[[ DATA open ]]

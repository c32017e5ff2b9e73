// Copyright (c) 2025 - Cowboy AI, Inc.
//! Equality Contract Verifier
//!
//! Proves that a type's equality and hash-code behavior matches its
//! declared significance model: changing a significant property must make
//! an instance unequal to its prior state, while changing a
//! non-significant property (or making no actual change) must leave it
//! equal, with matching hash codes.
//!
//! # Test Protocol
//!
//! For every testable property a six-slot vector is built:
//! `[primary, secondary, random, random, random, random]`, with slot 2
//! forced to the absent value for nullable properties.
//!
//! The **exhaustive phase** starts from a fully randomized baseline and,
//! per property, walks every ordered pair of vector slots: set the first
//! value, snapshot, run the base equality battery, then set the second
//! value on a copy and apply the consistency rule. Whether a change
//! "actually happened" is decided by value equality, never by slot index,
//! so coinciding random draws take the no-change branch.
//!
//! The **randomized phase** re-randomizes all properties a fixed number of
//! times per property, asserts that two instances produced from the same
//! state are equal, then tries a bounded number of times to mutate the
//! target property and applies the same consistency rule to the outcome.
//!
//! Verification is fail-fast: the first violated expectation is reported
//! with the owner type and property name, and no further checks run.

use std::any::Any;
use std::collections::BTreeMap;

use tracing::debug;

use crate::context::TestContext;
use crate::errors::{VerifyError, VerifyResult};
use crate::holder::BeanHolder;
use crate::model::{BeanModel, Spec};
use crate::values::{TypeInfo, Value, ValueKind};

/// Slots in each property's test vector
const VECTOR_SLOTS: usize = 6;

/// Re-randomization rounds per property in the randomized phase
const RANDOM_TRIALS: usize = 5;

/// Bounded attempts to observe an actual change when mutating one property
const MUTATION_ATTEMPTS: usize = 5;

/// A type no bean should ever consider itself equal to
#[derive(Debug, Clone, PartialEq, Eq, Hash)]
struct NotEqualToAnything;

/// Verifies the equality contract of one populated holder
#[derive(Debug)]
pub struct EqualsTester {
    holder: BeanHolder,
    check_hashes: bool,
}

impl EqualsTester {
    /// Create a tester over the given holder
    ///
    /// Hash-code checking starts enabled and can be disabled with
    /// [`EqualsTester::check_hashes`]; it also respects the holder's
    /// configuration.
    pub fn new(holder: BeanHolder) -> Self {
        let check_hashes = holder.config().hashes_enabled();
        Self {
            holder,
            check_hashes,
        }
    }

    /// Enable or disable hash-code checking
    pub fn check_hashes(mut self, enabled: bool) -> Self {
        self.check_hashes = enabled;
        self
    }

    /// Run both verification phases, failing fast on the first violation
    pub fn verify(mut self) -> VerifyResult<()> {
        let vectors = self.build_vectors()?;
        self.exhaustive_phase(&vectors)?;
        self.randomized_phase()?;
        Ok(())
    }

    /// Build the per-property test vectors
    fn build_vectors(&self) -> VerifyResult<BTreeMap<String, Vec<Value>>> {
        let mut vectors = BTreeMap::new();
        for name in self.holder.property_names() {
            let mut vector = Vec::with_capacity(VECTOR_SLOTS);
            vector.push(self.holder.create_value(ValueKind::Primary, &name)?);
            vector.push(self.holder.create_value(ValueKind::Secondary, &name)?);
            for _ in 2..VECTOR_SLOTS {
                vector.push(self.holder.create_value(ValueKind::Random, &name)?);
            }
            if self.holder.is_nullable(&name)? {
                let value_type = self
                    .holder
                    .model()
                    .require_property(&name)?
                    .value_type();
                vector[2] = Value::absent_of(value_type);
            }
            vectors.insert(name, vector);
        }
        Ok(vectors)
    }

    fn exhaustive_phase(&mut self, vectors: &BTreeMap<String, Vec<Value>>) -> VerifyResult<()> {
        self.holder.reset()?;
        let owner = self.holder.model().bean_type();

        for (name, vector) in vectors {
            let significant = self.holder.is_significant(name)?;
            debug!(property = name.as_str(), significant, "exhaustive sweep");

            for first in vector {
                let mut with_first = self.holder.copy();
                with_first.set_property(name, first.clone())?;
                let before = with_first.bean()?;
                let fresh = with_first.bean()?;
                self.verify_base_equality(owner, name, &before, &fresh)?;

                for second in vector {
                    let mut with_second = with_first.copy();
                    let changed = with_second.set_property(name, second.clone())?;
                    let after = with_second.bean()?;
                    self.check_consistent(owner, name, significant, changed, &before, &after)?;
                }
            }
        }
        Ok(())
    }

    fn randomized_phase(&mut self) -> VerifyResult<()> {
        let owner = self.holder.model().bean_type();

        for _ in 0..RANDOM_TRIALS {
            for name in self.holder.property_names() {
                self.holder.set_all_properties(ValueKind::Random)?;
                let before = self.holder.bean()?;
                let again = self.holder.bean()?;
                if !before.value_eq(&again) {
                    return Err(violation(
                        owner,
                        &name,
                        "eq() is not reflexive under fully randomized state",
                    ));
                }

                let significant = self.holder.is_significant(&name)?;
                let mut changed = false;
                for _ in 0..MUTATION_ATTEMPTS {
                    if changed {
                        break;
                    }
                    let value = self.holder.create_value(ValueKind::Random, &name)?;
                    changed = self.holder.set_property(&name, value)?;
                }

                let after = self.holder.bean()?;
                self.check_consistent(owner, &name, significant, changed, &before, &after)?;
            }
        }
        Ok(())
    }

    /// The consistency rule: a changed significant property must break
    /// equality; anything else must preserve it (and the hash code)
    fn check_consistent(
        &self,
        owner: TypeInfo,
        name: &str,
        significant: bool,
        changed: bool,
        before: &Value,
        after: &Value,
    ) -> VerifyResult<()> {
        if significant && changed {
            if before.value_eq(after) {
                return Err(violation(
                    owner,
                    name,
                    "eq() is not consistent with changing a significant property",
                ));
            }
            return Ok(());
        }

        if !before.value_eq(after) {
            let expectation = if changed {
                "eq() returned false after changing a non-significant property"
            } else {
                "eq() returned false after not changing the property"
            };
            return Err(violation(owner, name, expectation));
        }

        if self.check_hashes {
            if let (Some(hash_before), Some(hash_after)) = (before.hash_value(), after.hash_value()) {
                if hash_before != hash_after {
                    let expectation = if changed {
                        "hash() returned a different value after changing a non-significant property"
                    } else {
                        "hash() returned a different value after not changing the property"
                    };
                    return Err(violation(owner, name, expectation));
                }
            }
        }

        Ok(())
    }

    /// Base equality battery, run once per snapshot of the exhaustive phase
    fn verify_base_equality(
        &self,
        owner: TypeInfo,
        name: &str,
        before: &Value,
        fresh: &Value,
    ) -> VerifyResult<()> {
        if before.value_eq(&Value::absent_of(owner)) {
            return Err(violation(owner, name, "eq() must not equal the absent value"));
        }

        if before.value_eq(&Value::new(NotEqualToAnything)) {
            return Err(violation(owner, name, "eq() must not equal an unrelated type"));
        }

        if !before.value_eq(before) {
            return Err(violation(owner, name, "eq() is not identity reflexive"));
        }

        if !before.value_eq(fresh) {
            return Err(violation(
                owner,
                name,
                "eq() returned false for a structurally identical instance",
            ));
        }

        if self.check_hashes {
            if before.hash_value() != before.hash_value() {
                return Err(violation(owner, name, "hash() is not self-consistent"));
            }
            if let (Some(hash_before), Some(hash_fresh)) = (before.hash_value(), fresh.hash_value()) {
                if hash_before != hash_fresh {
                    return Err(violation(
                        owner,
                        name,
                        "hash() differs for a structurally identical instance",
                    ));
                }
            }
        }

        Ok(())
    }
}

fn violation(owner: TypeInfo, property: &str, expectation: &str) -> VerifyError {
    VerifyError::ContractViolation {
        owner: owner.name(),
        property: property.to_string(),
        expectation: expectation.to_string(),
    }
}

/// Resolve a model for `T`, populate a holder, and verify the equality
/// contract in one call
pub fn verify_equality<T: Any>(context: &TestContext, specs: Vec<Spec>) -> VerifyResult<()> {
    let model = BeanModel::resolve(context, TypeInfo::of::<T>(), specs)?;
    let holder = BeanHolder::new(context, model)?;
    EqualsTester::new(holder).verify()
}

#[cfg(test)]
mod tests {
    use super::*;
    use crate::model::{specs, BeanDescriptor};
    use pretty_assertions::assert_eq;

    // A well-behaved bean: equality considers id but not note.
    #[derive(Debug, Clone, Eq)]
    struct Document {
        id: i64,
        note: String,
    }

    impl PartialEq for Document {
        fn eq(&self, other: &Self) -> bool {
            self.id == other.id
        }
    }

    impl std::hash::Hash for Document {
        fn hash<H: std::hash::Hasher>(&self, state: &mut H) {
            self.id.hash(state);
        }
    }

    fn document_context() -> TestContext {
        let context = TestContext::new();
        context.register_descriptor(
            BeanDescriptor::builder::<Document>()
                .constructor(
                    &["id", "note"],
                    &[TypeInfo::of::<i64>(), TypeInfo::of::<String>()],
                    |mut args| {
                        Ok(Document {
                            id: args.take()?,
                            note: args.take()?,
                        })
                    },
                )
                .property("id", |d: &Document| d.id, |d, v| d.id = v)
                .property("note", |d: &Document| d.note.clone(), |d, v| d.note = v)
                .build()
                .unwrap(),
        );
        context
    }

    #[test]
    fn test_declared_significance_passes() {
        let context = document_context();
        verify_equality::<Document>(&context, vec![specs::not_significant(&["note"])]).unwrap();
    }

    #[test]
    fn test_wrongly_declared_significance_fails() {
        let context = document_context();

        // Claiming note is significant must fail: eq() ignores it.
        let result = verify_equality::<Document>(&context, Vec::new());
        match result {
            Err(VerifyError::ContractViolation { property, .. }) => {
                assert_eq!(property, "note");
            }
            other => panic!("expected contract violation, got {:?}", other),
        }
    }

    #[test]
    fn test_hash_inconsistency_detected() {
        // Equality ignores tag, but the hash includes it.
        #[derive(Debug, Clone, Eq)]
        struct Sloppy {
            id: u32,
            tag: u32,
        }

        impl PartialEq for Sloppy {
            fn eq(&self, other: &Self) -> bool {
                self.id == other.id
            }
        }

        impl std::hash::Hash for Sloppy {
            fn hash<H: std::hash::Hasher>(&self, state: &mut H) {
                self.id.hash(state);
                self.tag.hash(state);
            }
        }

        let context = TestContext::new();
        context.register_descriptor(
            BeanDescriptor::builder::<Sloppy>()
                .constructor(
                    &["id", "tag"],
                    &[TypeInfo::of::<u32>(), TypeInfo::of::<u32>()],
                    |mut args| {
                        Ok(Sloppy {
                            id: args.take()?,
                            tag: args.take()?,
                        })
                    },
                )
                .property("id", |s: &Sloppy| s.id, |s, v| s.id = v)
                .property("tag", |s: &Sloppy| s.tag, |s, v| s.tag = v)
                .build()
                .unwrap(),
        );

        let with_hashes =
            verify_equality::<Sloppy>(&context, vec![specs::not_significant(&["tag"])]);
        assert!(matches!(with_hashes, Err(VerifyError::ContractViolation { .. })));

        // With hash checking disabled the same declaration passes.
        let model =
            BeanModel::resolve(&context, TypeInfo::of::<Sloppy>(), vec![specs::not_significant(&["tag"])])
                .unwrap();
        let holder = BeanHolder::new(&context, model).unwrap();
        EqualsTester::new(holder).check_hashes(false).verify().unwrap();
    }

    #[test]
    fn test_violation_names_owner_and_property() {
        let context = document_context();
        let error = verify_equality::<Document>(&context, Vec::new()).unwrap_err();
        let message = error.to_string();
        assert!(message.contains("Document"));
        assert!(message.contains("note"));
    }
}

[[ DATA closed ]]

**THE TASK:** Check all the records above and select each line where the string "changed" is found.

**RESULT OF THE EXERCISE:**
                    let changed = with_second.set_property(name, second.clone())?;
                    self.check_consistent(owner, name, significant, changed, &before, &after)?;
                let mut changed = false;
                    if changed {
                    changed = self.holder.set_property(&name, value)?;
                self.check_consistent(owner, &name, significant, changed, &before, &after)?;
    /// The consistency rule: a changed significant property must break
        changed: bool,
        if significant && changed {
            let expectation = if changed {
                    let expectation = if changed {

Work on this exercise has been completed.